Le regole di un tempo sono tuttora vigenti in forma immutata; quelle fatte osservare con maggiore inflessibilità riguardano l'obbligo di toccare l'apposita tegola al momento di lasciare scendere l'uovo e di non sollecitarlo assolutamente con alcuna spinta.

Caratteristiche e regole possono essere, schematicamente, così riassunte:
a) si impiegano solo uova sode di gallina
b) l'obiettivo è colpire una o più uova all'interno del truc
c) l'uovo al momento del lancio deve toccare il cop (la tegola)
d) l'uovo deve essere lasciato andare senza spinta
e) chi riesce a colpire, effettua subito un altro tiro
Il proprietario dell'uovo toccato, per rientrare in gioco, deve riscattarlo da chi l'ha colpito e mettersi in coda per rilanciare se l'ultimo giocatore non colpisce alcun uovo, il gioco viene ripreso da chi per primo ha lanciato l'uovo nel truc e quindi è in sosta da più tempo (vecjo di truc) chi si ritira dal gioco deve lasciare il riscatto al posto dell'uovo (in genere una moneta).

Un accurato censimento e localizzazione dei giochi che venivano allestiti ha fatto conoscere che nei tempi di massima diffusione in Cividale funzionavano almeno una ventina di trucs, mentre nei paesi circostanti si giocava in non meno di altre cinquanta postazioni.

In questo ultimo decennio, con il vigoroso sforzo congiunto di varie realtà associative locali ne sono state risollevate felicemente le sorti.

Al gioco del Truc si legano anche aspetti artistici, legati alla colorazione delle uova, che avviene secondo il tradizionale metodo cividalese, con coloranti naturali e l'utilizzo di erbe e fiori che, opportunamente disposti, durante la fase di bollitura sono in grado di lasciare l'impronta sul guscio.

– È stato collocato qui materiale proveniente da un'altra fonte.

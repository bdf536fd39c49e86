use super::IoTaskId;

#[derive(Debug, Clone)]
pub struct IoResult<Payload> {
    /// The id of the [`IoTask`](super::IoTask) this completes.
    pub task_id: IoTaskId,
    pub payload: Payload,
}
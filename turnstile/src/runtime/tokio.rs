use crate::runtime::RuntimeHandle;

impl RuntimeHandle for tokio::runtime::Handle {
    fn spawn<F>(&self, f: F)
    where
        F: Future<Output = ()> + Send + 'static,
    {
        // Dropping the join handle detaches the task
        drop(tokio::runtime::Handle::spawn(self, f));
    }
}
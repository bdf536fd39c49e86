use std::collections::BTreeMap;

use sha2::{Digest, Sha256};

use crate::{Event, Memento, Token};

/// A consolidated image of every live actor and every pending event.
///
/// Restoring a snapshot on its own reconstructs a runtime which is
/// observably identical to the one it was taken from.
#[derive(Debug, Clone, Default, PartialEq, serde::Serialize, serde::Deserialize)]
pub struct Snapshot {
    pub created: BTreeMap<Token, Memento>,
    pub sent: Vec<Event>,
    /// The next sequence number the domain will hand out. Absent in older
    /// snapshots, in which case it is derived from `sent`.
    #[serde(default, skip_serializing_if = "Option::is_none")]
    pub next_seq: Option<u64>,
}

impl Snapshot {
    pub fn to_json(&self) -> Result<String, serde_json::Error> {
        serde_json::to_string(self)
    }

    pub fn to_json_pretty(&self) -> Result<String, serde_json::Error> {
        serde_json::to_string_pretty(self)
    }

    pub fn from_json(json: &str) -> Result<Self, serde_json::Error> {
        serde_json::from_str(json)
    }

    /// Hex encoded SHA-256 of the canonical JSON form.
    ///
    /// Two snapshots with equal digests are byte for byte identical.
    pub fn digest(&self) -> Result<String, serde_json::Error> {
        Ok(hex::encode(Sha256::digest(self.to_json()?.as_bytes())))
    }

    pub fn len(&self) -> usize {
        self.created.len()
    }

    pub fn is_empty(&self) -> bool {
        self.created.is_empty() && self.sent.is_empty()
    }
}
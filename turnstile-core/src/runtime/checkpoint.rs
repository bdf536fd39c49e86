use std::sync::{Arc, Mutex};

use crate::{CheckpointError, DurabilityError, DurabilityPolicy, Effect, Output};

use super::{
    CommandId, CommandResult, TurnFault, io_access::IoAccess, run::RuntimeOutput, state::State,
};

/// An effect on its way to the log.
#[derive(Debug)]
pub(crate) struct PendingCommit {
    pub(crate) effect: Effect,
    pub(crate) origin: Origin,
}

#[derive(Debug)]
pub(crate) enum Origin {
    /// The effect of dispatching the event at the head of the queue.
    Turn,
    /// Creates and sends made by the host, with the results to report to
    /// each command once the effect is committed.
    Host {
        waiters: Vec<(CommandId, CommandResult)>,
    },
}

pub(crate) enum Checkpointed {
    Committed,
    Halted,
    Aborted,
}

/// Write `pending` to the log and apply it once the write has succeeded.
///
/// An empty effect is applied without touching the log. Nothing in the
/// address space or queue changes before the log acknowledges the write.
pub(crate) async fn save_checkpoint(
    io: &IoAccess,
    state: &Arc<Mutex<State>>,
    pending: PendingCommit,
) -> Checkpointed {
    if !pending.effect.is_empty() {
        state.lock().unwrap().scheduler.begin_logging();
        let logged = io.log_effect(pending.effect.clone()).await;
        if let Err(error) = logged {
            return state.lock().unwrap().durability_failed(io, pending, error);
        }
    }
    state.lock().unwrap().commit(io, pending);
    Checkpointed::Committed
}

impl State {
    /// Apply an effect which is already in the log.
    ///
    /// Consumes the effect's cause from the head of the queue. Unless the
    /// turn raised an exception, materializes created actors, installs the
    /// post-image and enqueues sent events, returning the outputs to
    /// deliver. If the cause does not match the head of the queue nothing is
    /// changed.
    pub(crate) fn apply_effect(&mut self, effect: &Effect) -> Result<Vec<Output>, CheckpointError> {
        if let Some(cause) = &effect.cause {
            let head = self.queue.peek().map(|e| e.id());
            if head.as_ref() != Some(&cause.id()) {
                return Err(CheckpointError::ReplayIntegrity {
                    expected: head,
                    found: Some(cause.id()),
                });
            }
            self.queue.pop();
        }
        for event in &effect.sent {
            self.sequencer.observe(event);
        }
        if effect.is_exception() {
            return Ok(Vec::new());
        }
        for memento in effect.created.values() {
            self.space.overwrite(memento);
        }
        if let Some(update) = &effect.update {
            self.space.overwrite(update);
        }
        self.queue.extend(effect.sent.iter().cloned());
        Ok(effect.output.clone())
    }

    fn commit(&mut self, io: &IoAccess, pending: PendingCommit) {
        let PendingCommit { effect, origin } = pending;
        self.scheduler.begin_applying();
        let outputs = match self.apply_effect(&effect) {
            Ok(outputs) => outputs,
            Err(e) => panic!("applying a freshly logged effect failed: {e}"),
        };
        if !effect.is_empty() {
            self.commits_since_snapshot += 1;
        }
        tracing::debug!(
            cause=?effect.cause.as_ref().map(|e| e.id()),
            created=effect.created.len(),
            sent=effect.sent.len(),
            output=outputs.len(),
            "committed effect"
        );
        if let (Some(cause), Some(exception)) = (&effect.cause, &effect.exception) {
            tracing::warn!(token=%cause.token, %exception, "turn aborted");
            io.emit(RuntimeOutput::TurnFault(TurnFault {
                token: cause.token.clone(),
                cause: cause.id(),
                exception: exception.clone(),
            }));
        }
        for output in outputs {
            io.emit(RuntimeOutput::Deliver(output));
        }
        if let Origin::Host { waiters } = origin {
            for (command_id, result) in waiters {
                io.emit(RuntimeOutput::CommandCompleted { command_id, result });
            }
        }
        self.scheduler.complete();
    }

    fn durability_failed(
        &mut self,
        io: &IoAccess,
        pending: PendingCommit,
        error: DurabilityError,
    ) -> Checkpointed {
        let error = CheckpointError::DurabilityWrite(error);
        tracing::error!(
            cause=?pending.effect.cause.as_ref().map(|e| e.id()),
            err=%error,
            policy=?self.config.durability_policy,
            "failed to log effect"
        );
        self.scheduler.fail();
        io.emit(RuntimeOutput::DurabilityFailure(error.clone()));
        match self.config.durability_policy {
            DurabilityPolicy::Halt => {
                self.stalled = Some(pending);
                Checkpointed::Halted
            }
            DurabilityPolicy::Abort => {
                if let Origin::Host { waiters } = pending.origin {
                    for (command_id, _) in waiters {
                        io.emit(RuntimeOutput::CommandCompleted {
                            command_id,
                            result: CommandResult::Failed {
                                error: error.clone(),
                            },
                        });
                    }
                }
                Checkpointed::Aborted
            }
        }
    }

    /// Leave the failed phase. The refused write is retried on the next
    /// step.
    pub(crate) fn resume(&mut self) {
        if self.scheduler.resume() {
            tracing::info!(retrying = self.stalled.is_some(), "resuming after durability failure");
        } else {
            tracing::debug!("resume requested but runtime has not failed");
        }
    }
}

Unico in Friuli, il gioco del Truc presenta interessanti analogie con tradizioni pasquali di altre Regioni. Si sono individuate esperienze ludiche sovrapponibili al nostro gioco nel Veneto, in Emilia ed in varie altre località italiane, ma ancora più interessanti sono le comparazioni con giochi pasquali praticati con le uova in Germania. Precisamente in Lusazia, il "Waleien" ha struttura e regole dalle sorprendenti analogie con il Truc cividalese.